А вот знал. И предвидел.

«Герцен» — книга очень хорошая, горячо мною рекомендуемая. Мало того что она написана с той, простите повтор, впрочем, намеренный, свободой, каковую дает не лихой дилетантизм, ничем никому не обязанный, а с той редкой, что дается долголетним изучением предмета или объекта (в данном случае можно сказать: пожизненным, Желвакова, ко всему, несменяемый директор Дома-музея Герцена в Сивцевом Вражке). Книга, я считаю, по-своему героическая.

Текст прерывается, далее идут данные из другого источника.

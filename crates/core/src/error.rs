use std::path::PathBuf;

use serde::Serialize;
use thiserror::Error;

/// Coarse classification shared by every component boundary.
#[derive(Debug, Clone, Copy, PartialEq, Eq, Serialize)]
#[serde(rename_all = "snake_case")]
pub enum ErrorKind {
    Configuration,
    Transient,
    DataShape,
    Persistence,
}

#[derive(Error, Debug)]
pub enum TubenoteError {
    #[error("Missing API key: {env_var} environment variable is not set")]
    MissingApiKey { env_var: String },

    #[error("{tool} is not installed or not on PATH")]
    ToolMissing { tool: String },

    #[error("Request to {provider} timed out")]
    Timeout { provider: &'static str },

    #[error("Could not reach {provider}: {reason}")]
    Connection {
        provider: &'static str,
        reason: String,
    },

    #[error("{provider} returned HTTP {status}: {body}")]
    Status {
        provider: &'static str,
        status: u16,
        body: String,
    },

    #[error("{provider} rejected the request: {message}")]
    ProviderRejected {
        provider: &'static str,
        message: String,
    },

    #[error("Metadata extraction failed for {url}: {reason}")]
    MetadataFailed { url: String, reason: String },

    #[error("Unexpected payload from {provider}: {reason}")]
    MalformedPayload {
        provider: &'static str,
        reason: String,
    },

    #[error("No videos found for \"{query}\"")]
    NoVideosFound { query: String },

    #[error("Invalid knowledge base filename: {filename}")]
    InvalidFilename { filename: String },

    #[error("Could not write {path}: {source}")]
    WriteFailed {
        path: PathBuf,
        source: std::io::Error,
    },

    #[error("IO error: {0}")]
    IoError(#[from] std::io::Error),

    #[error("JSON parse error: {0}")]
    JsonError(#[from] serde_json::Error),
}

impl TubenoteError {
    pub fn kind(&self) -> ErrorKind {
        match self {
            Self::MissingApiKey { .. } | Self::ToolMissing { .. } => ErrorKind::Configuration,
            Self::Timeout { .. }
            | Self::Connection { .. }
            | Self::Status { .. }
            | Self::ProviderRejected { .. }
            | Self::MetadataFailed { .. } => ErrorKind::Transient,
            Self::MalformedPayload { .. } | Self::NoVideosFound { .. } | Self::JsonError(_) => {
                ErrorKind::DataShape
            }
            Self::InvalidFilename { .. } | Self::WriteFailed { .. } | Self::IoError(_) => {
                ErrorKind::Persistence
            }
        }
    }

    /// Classify a transport-level failure coming back from `provider`.
    ///
    /// The request URL is dropped first; query-string credentials must not
    /// reach error text or logs.
    pub fn from_reqwest(provider: &'static str, err: reqwest::Error) -> Self {
        let err = err.without_url();
        if err.is_timeout() {
            Self::Timeout { provider }
        } else if err.is_decode() {
            Self::MalformedPayload {
                provider,
                reason: err.to_string(),
            }
        } else if let Some(status) = err.status() {
            Self::Status {
                provider,
                status: status.as_u16(),
                body: String::new(),
            }
        } else {
            Self::Connection {
                provider,
                reason: err.to_string(),
            }
        }
    }
}

pub type Result<T> = std::result::Result<T, TubenoteError>;

#[cfg(test)]
mod tests {
    use super::*;

    #[test]
    fn kinds_cover_each_boundary() {
        let missing = TubenoteError::MissingApiKey {
            env_var: "SERPAPI_API_KEY".into(),
        };
        assert_eq!(missing.kind(), ErrorKind::Configuration);

        let timeout = TubenoteError::Timeout { provider: "SerpApi" };
        assert_eq!(timeout.kind(), ErrorKind::Transient);

        let shape = TubenoteError::MalformedPayload {
            provider: "SerpApi",
            reason: "video_results is not a list".into(),
        };
        assert_eq!(shape.kind(), ErrorKind::DataShape);

        let io = TubenoteError::from(std::io::Error::other("disk full"));
        assert_eq!(io.kind(), ErrorKind::Persistence);
    }

    #[test]
    fn missing_key_message_names_variable() {
        let err = TubenoteError::MissingApiKey {
            env_var: "GEMINI_API_KEY".into(),
        };
        assert_eq!(
            err.to_string(),
            "Missing API key: GEMINI_API_KEY environment variable is not set"
        );
    }
}
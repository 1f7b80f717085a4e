use std::{path::PathBuf, time::Duration};

use crate::provider::{Provider, non_empty_env};

pub const SERPAPI_ENV_VAR: &str = "SERPAPI_API_KEY";
pub const KNOWLEDGE_BASE_ENV_VAR: &str = "KNOWLEDGE_BASE_PATH";
pub const SEARCH_LIMIT_ENV_VAR: &str = "TUBENOTE_SEARCH_LIMIT";

pub const DEFAULT_KNOWLEDGE_BASE_DIR: &str = "./transcripts";
pub const DEFAULT_SEARCH_LIMIT: usize = 5;
pub const DEFAULT_SEARCH_TIMEOUT: Duration = Duration::from_secs(30);

/// Runtime settings. Read once at startup; the core never writes them back.
#[derive(Clone, Debug)]
pub struct Settings {
    pub search_api_key: Option<String>,
    pub provider: Provider,
    pub generative_api_key: Option<String>,
    pub model: Option<String>,
    pub knowledge_base_dir: PathBuf,
    pub search_limit: usize,
    pub search_timeout: Duration,
}

impl Default for Settings {
    fn default() -> Self {
        Self {
            search_api_key: None,
            provider: Provider::default(),
            generative_api_key: None,
            model: None,
            knowledge_base_dir: PathBuf::from(DEFAULT_KNOWLEDGE_BASE_DIR),
            search_limit: DEFAULT_SEARCH_LIMIT,
            search_timeout: DEFAULT_SEARCH_TIMEOUT,
        }
    }
}

impl Settings {
    pub fn from_env_with_provider(provider: Provider) -> Self {
        let search_limit = non_empty_env(SEARCH_LIMIT_ENV_VAR)
            .and_then(|v| v.parse::<usize>().ok())
            .filter(|n| *n > 0)
            .unwrap_or(DEFAULT_SEARCH_LIMIT);

        Self {
            search_api_key: non_empty_env(SERPAPI_ENV_VAR),
            provider,
            generative_api_key: provider.api_key(),
            model: None,
            knowledge_base_dir: non_empty_env(KNOWLEDGE_BASE_ENV_VAR)
                .map(PathBuf::from)
                .unwrap_or_else(default_knowledge_base_dir),
            search_limit,
            search_timeout: DEFAULT_SEARCH_TIMEOUT,
        }
    }

    pub fn model(&self) -> &str {
        self.model
            .as_deref()
            .unwrap_or_else(|| self.provider.config().model)
    }
}

/// `./transcripts` when it already exists, otherwise the per-user data dir.
pub fn default_knowledge_base_dir() -> PathBuf {
    let local = PathBuf::from(DEFAULT_KNOWLEDGE_BASE_DIR);
    if local.is_dir() {
        return local;
    }

    dirs::data_local_dir()
        .map(|dir| dir.join("tubenote").join("transcripts"))
        .unwrap_or(local)
}
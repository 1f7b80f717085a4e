use std::{path::PathBuf, time::Duration};

use anyhow::Result;
use clap::{Parser, Subcommand, ValueEnum};
use console::style;
use indicatif::{ProgressBar, ProgressStyle};
use tracing_subscriber::EnvFilter;

use tubenote_core::{ExtractorConfig, Provider, Settings, SortOrder};

mod commands;

fn format_duration(d: Duration) -> String {
    let secs = d.as_secs_f64();
    if secs < 60.0 {
        format!("{:.1}s", secs)
    } else {
        format!("{:.0}m {:.0}s", (secs / 60.0).floor(), secs % 60.0)
    }
}

/// CLI wrapper for Provider enum (needed for clap ValueEnum)
#[derive(Clone, Copy, Debug, Default, PartialEq, Eq, ValueEnum)]
enum CliProvider {
    #[default]
    Gemini,
    Grok,
    Openai,
}

impl From<CliProvider> for Provider {
    fn from(cli: CliProvider) -> Self {
        match cli {
            CliProvider::Gemini => Provider::Gemini,
            CliProvider::Grok => Provider::Grok,
            CliProvider::Openai => Provider::Openai,
        }
    }
}

#[derive(Clone, Copy, Debug, Default, PartialEq, Eq, ValueEnum)]
enum CliSortOrder {
    #[default]
    Newest,
    Oldest,
    Title,
}

impl From<CliSortOrder> for SortOrder {
    fn from(cli: CliSortOrder) -> Self {
        match cli {
            CliSortOrder::Newest => SortOrder::Newest,
            CliSortOrder::Oldest => SortOrder::Oldest,
            CliSortOrder::Title => SortOrder::Title,
        }
    }
}

#[derive(Parser)]
#[command(name = "tubenote")]
#[command(about = "Find YouTube videos, summarize them with AI, and keep the notes locally")]
struct Cli {
    /// Knowledge base directory (overrides KNOWLEDGE_BASE_PATH)
    #[arg(long, global = true)]
    kb_dir: Option<PathBuf>,

    /// AI provider for summaries
    #[arg(short, long, global = true, default_value = "gemini")]
    provider: CliProvider,

    /// Model name (defaults to the provider's model)
    #[arg(short, long, global = true)]
    model: Option<String>,

    /// How many search results to fetch
    #[arg(short, long, global = true)]
    limit: Option<usize>,

    /// Maximum length of the main-content snippet, in characters
    #[arg(long, global = true)]
    snippet_chars: Option<usize>,

    /// Extra heading that introduces the main content (checked before the defaults)
    #[arg(long = "marker", global = true)]
    markers: Vec<String>,

    #[command(subcommand)]
    command: Option<Command>,
}

#[derive(Subcommand)]
enum Command {
    /// Search, summarize the top video and save it
    Search {
        /// Search query
        #[arg(required = true, num_args = 1..)]
        query: Vec<String>,

        /// Print the workflow result as JSON
        #[arg(long)]
        json: bool,
    },
    /// List saved entries
    List {
        /// Only show entries whose title contains this term
        #[arg(short, long)]
        filter: Option<String>,

        #[arg(short, long, value_enum, default_value = "newest")]
        sort: CliSortOrder,
    },
    /// Show a saved entry
    Show {
        filename: String,

        /// Write the plain transcription to this file
        #[arg(short, long)]
        export: Option<PathBuf>,
    },
    /// Delete a saved entry
    Delete { filename: String },
    /// Check credentials, the search API and yt-dlp
    Check,
}

impl Cli {
    fn settings(&self) -> Settings {
        let mut settings = Settings::from_env_with_provider(self.provider.into());
        if let Some(dir) = &self.kb_dir {
            settings.knowledge_base_dir = dir.clone();
        }
        if let Some(model) = &self.model {
            settings.model = Some(model.clone());
        }
        if let Some(limit) = self.limit {
            settings.search_limit = limit.max(1);
        }
        settings
    }

    fn extractor_config(&self) -> ExtractorConfig {
        let mut config = ExtractorConfig::default();
        if let Some(max_chars) = self.snippet_chars {
            config.max_chars = max_chars.max(1);
        }
        if !self.markers.is_empty() {
            let mut markers: Vec<String> = self
                .markers
                .iter()
                .map(|m| m.trim().to_string())
                .filter(|m| !m.is_empty())
                .collect();
            markers.append(&mut config.markers);
            config.markers = markers;
        }
        config
    }
}

fn create_spinner(msg: &str) -> ProgressBar {
    let pb = ProgressBar::new_spinner();
    pb.set_style(
        ProgressStyle::default_spinner()
            .tick_chars("⠁⠂⠄⡀⢀⠠⠐⠈ ")
            .template("{spinner:.cyan} {msg}")
            .unwrap_or_else(|_| ProgressStyle::default_spinner()),
    );
    pb.set_message(msg.to_string());
    pb.enable_steady_tick(Duration::from_millis(80));
    pb
}

fn init_tracing() {
    let filter = EnvFilter::try_from_default_env().unwrap_or_else(|_| EnvFilter::new("warn"));
    tracing_subscriber::fmt()
        .with_env_filter(filter)
        .with_writer(std::io::stderr)
        .init();
}

#[tokio::main]
async fn main() -> Result<()> {
    // A missing .env is fine
    let _ = dotenvy::dotenv();
    init_tracing();

    let cli = Cli::parse();
    let settings = cli.settings();
    let extractor = cli.extractor_config();

    let outcome = match cli.command {
        Some(Command::Search { query, json }) => {
            commands::search(&settings, &extractor, &query.join(" "), json).await
        }
        Some(Command::List { filter, sort }) => {
            commands::list(&settings, filter.as_deref(), sort.into()).await
        }
        Some(Command::Show { filename, export }) => {
            commands::show(&settings, &filename, export.as_deref()).await
        }
        Some(Command::Delete { filename }) => commands::delete(&settings, &filename).await,
        Some(Command::Check) => commands::check(&settings).await,
        None => commands::interactive(&settings, &extractor).await,
    };

    if let Err(e) = outcome {
        eprintln!("{} {:#}", style("Error:").red().bold(), e);
        std::process::exit(1);
    }

    Ok(())
}
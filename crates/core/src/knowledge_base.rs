//! Flat-file knowledge base: one pretty-printed JSON document per entry.
//!
//! The directory is the only source of truth. Nothing is cached between
//! calls, so external edits show up on the next list/load.

use std::path::{Component, Path, PathBuf};

use chrono::{DateTime, Local, SecondsFormat};
use tokio::fs;
use tracing::{debug, warn};

use crate::{
    error::{Result, TubenoteError},
    types::{ENTRY_SOURCE, EntryDraft, EntryMetadata, EntrySummary, KnowledgeBaseEntry},
};

const EXTENSION: &str = "json";

#[derive(Debug, Clone)]
pub struct KnowledgeBase {
    base_dir: PathBuf,
}

impl KnowledgeBase {
    pub fn new(base_dir: impl Into<PathBuf>) -> Self {
        Self {
            base_dir: base_dir.into(),
        }
    }

    pub fn base_dir(&self) -> &Path {
        &self.base_dir
    }

    /// Write a new entry stamped with the current local time.
    pub async fn save(&self, draft: EntryDraft) -> Result<PathBuf> {
        self.save_at(draft, Local::now()).await
    }

    pub async fn save_at(&self, draft: EntryDraft, now: DateTime<Local>) -> Result<PathBuf> {
        fs::create_dir_all(&self.base_dir)
            .await
            .map_err(|source| TubenoteError::WriteFailed {
                path: self.base_dir.clone(),
                source,
            })?;

        let path = self.base_dir.join(entry_filename(&draft.title, now));
        let entry = KnowledgeBaseEntry {
            metadata: EntryMetadata {
                title: draft.title,
                url: draft.url,
                saved_at: now.to_rfc3339_opts(SecondsFormat::Secs, false),
                source: ENTRY_SOURCE.to_string(),
            },
            transcription: draft.transcription,
            raw_data: draft.raw_data,
            main_content: draft.main_content,
        };

        let pretty_json = serde_json::to_string_pretty(&entry)?;
        fs::write(&path, pretty_json)
            .await
            .map_err(|source| TubenoteError::WriteFailed {
                path: path.clone(),
                source,
            })?;

        debug!(path = %path.display(), "saved knowledge base entry");
        Ok(path)
    }

    /// Summaries of every readable entry. Unreadable files are skipped.
    pub async fn list(&self) -> Vec<EntrySummary> {
        let mut dir = match fs::read_dir(&self.base_dir).await {
            Ok(dir) => dir,
            Err(e) => {
                if e.kind() != std::io::ErrorKind::NotFound {
                    warn!(dir = %self.base_dir.display(), error = %e, "cannot read knowledge base");
                }
                return Vec::new();
            }
        };

        let mut entries = Vec::new();
        loop {
            let item = match dir.next_entry().await {
                Ok(Some(item)) => item,
                Ok(None) => break,
                Err(e) => {
                    warn!(error = %e, "stopped reading knowledge base directory");
                    break;
                }
            };

            let path = item.path();
            if path.extension().and_then(|e| e.to_str()) != Some(EXTENSION) {
                continue;
            }
            let Some(filename) = path.file_name().and_then(|n| n.to_str()) else {
                continue;
            };

            match read_entry(&path).await {
                Ok(entry) => entries.push(EntrySummary {
                    filename: filename.to_string(),
                    title: entry.metadata.title,
                    date: entry.metadata.saved_at,
                    url: entry.metadata.url,
                }),
                Err(e) => debug!(file = filename, error = %e, "skipping unreadable entry"),
            }
        }
        entries
    }

    pub async fn load(&self, filename: &str) -> Result<KnowledgeBaseEntry> {
        let path = self.resolve(filename)?;
        read_entry(&path).await
    }

    /// Remove an entry. Returns false when it does not exist or cannot be removed.
    pub async fn delete(&self, filename: &str) -> bool {
        let Ok(path) = self.resolve(filename) else {
            return false;
        };

        match fs::remove_file(&path).await {
            Ok(()) => true,
            Err(e) if e.kind() == std::io::ErrorKind::NotFound => false,
            Err(e) => {
                warn!(path = %path.display(), error = %e, "failed to delete entry");
                false
            }
        }
    }

    /// Entry names must be bare file names inside the base directory.
    fn resolve(&self, filename: &str) -> Result<PathBuf> {
        let mut components = Path::new(filename).components();
        match (components.next(), components.next()) {
            (Some(Component::Normal(_)), None) => Ok(self.base_dir.join(filename)),
            _ => Err(TubenoteError::InvalidFilename {
                filename: filename.to_string(),
            }),
        }
    }
}

async fn read_entry(path: &Path) -> Result<KnowledgeBaseEntry> {
    let json_content = fs::read_to_string(path).await?;
    let entry: KnowledgeBaseEntry = serde_json::from_str(&json_content)?;
    Ok(entry)
}

/// Keep alphanumerics, spaces, hyphens and underscores; trim trailing whitespace.
pub fn sanitize_title(title: &str) -> String {
    let kept: String = title
        .chars()
        .filter(|c| c.is_alphanumeric() || matches!(c, ' ' | '-' | '_'))
        .collect();
    kept.trim_end().to_string()
}

/// `<sanitized-title>_<YYYYMMDD_HHMMSS>.json`
pub fn entry_filename(title: &str, at: DateTime<Local>) -> String {
    let mut safe_title = sanitize_title(title);
    if safe_title.trim().is_empty() {
        safe_title = "untitled".to_string();
    }
    format!("{}_{}.{}", safe_title, at.format("%Y%m%d_%H%M%S"), EXTENSION)
}

#[derive(Debug, Clone, Copy, Default, PartialEq, Eq)]
pub enum SortOrder {
    #[default]
    Newest,
    Oldest,
    Title,
}

pub fn sort_entries(entries: &mut [EntrySummary], order: SortOrder) {
    match order {
        SortOrder::Newest => entries.sort_by(|a, b| b.date.cmp(&a.date)),
        SortOrder::Oldest => entries.sort_by(|a, b| a.date.cmp(&b.date)),
        SortOrder::Title => entries.sort_by_key(|e| e.title.to_lowercase()),
    }
}

/// Case-insensitive title substring match. An empty term keeps everything.
pub fn filter_entries(entries: Vec<EntrySummary>, term: &str) -> Vec<EntrySummary> {
    let term = term.trim().to_lowercase();
    if term.is_empty() {
        return entries;
    }
    entries
        .into_iter()
        .filter(|e| e.title.to_lowercase().contains(&term))
        .collect()
}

Ибо, во-первых, писать после «Былого и дум», лучшего русского мемуара, настолько выворотно распахнутого, что он сравним разве что с «Исповедью» Руссо, и не проиграть в этом сопоставлении, воспроизведя образ человека живого, страстного, необыкновенно обаятельного даже в своих слабостях, — это кажется (казалось) почти безнадежным по своей рисковости делом. А во-вторых…

Тут позадержимся.

Книгу еще и пришлось писать в атмосфере, насколько я понимаю, глубочайшего равнодушия к тому периоду российской истории, которая была донельзя испакощена школой, — к периоду становления русской демократии.

Только ли школой, однако, — хотя и, безусловно, виноватой в ритуальной коленопреклоненности?

…Когда — уже очень давно — «тамиздат» доставил возможность восхититься набоковским «Даром» с его беспощадным квазипортретом Чернышевского, я приметил с неудовольствием: опус, якобы сочиненный автор-ским двойником Годуновым-Чердынцевым, вызывает у читавших роман наряду со мной какое-то слишком хищное, слишком плебейское восхищение… Плебейское — это при чтении-то духовного аристократа Набокова? Увы, да. И тут на одно противостояние школе не спишешь. Не задевает ли упоминание о плебействе и самого Набокова?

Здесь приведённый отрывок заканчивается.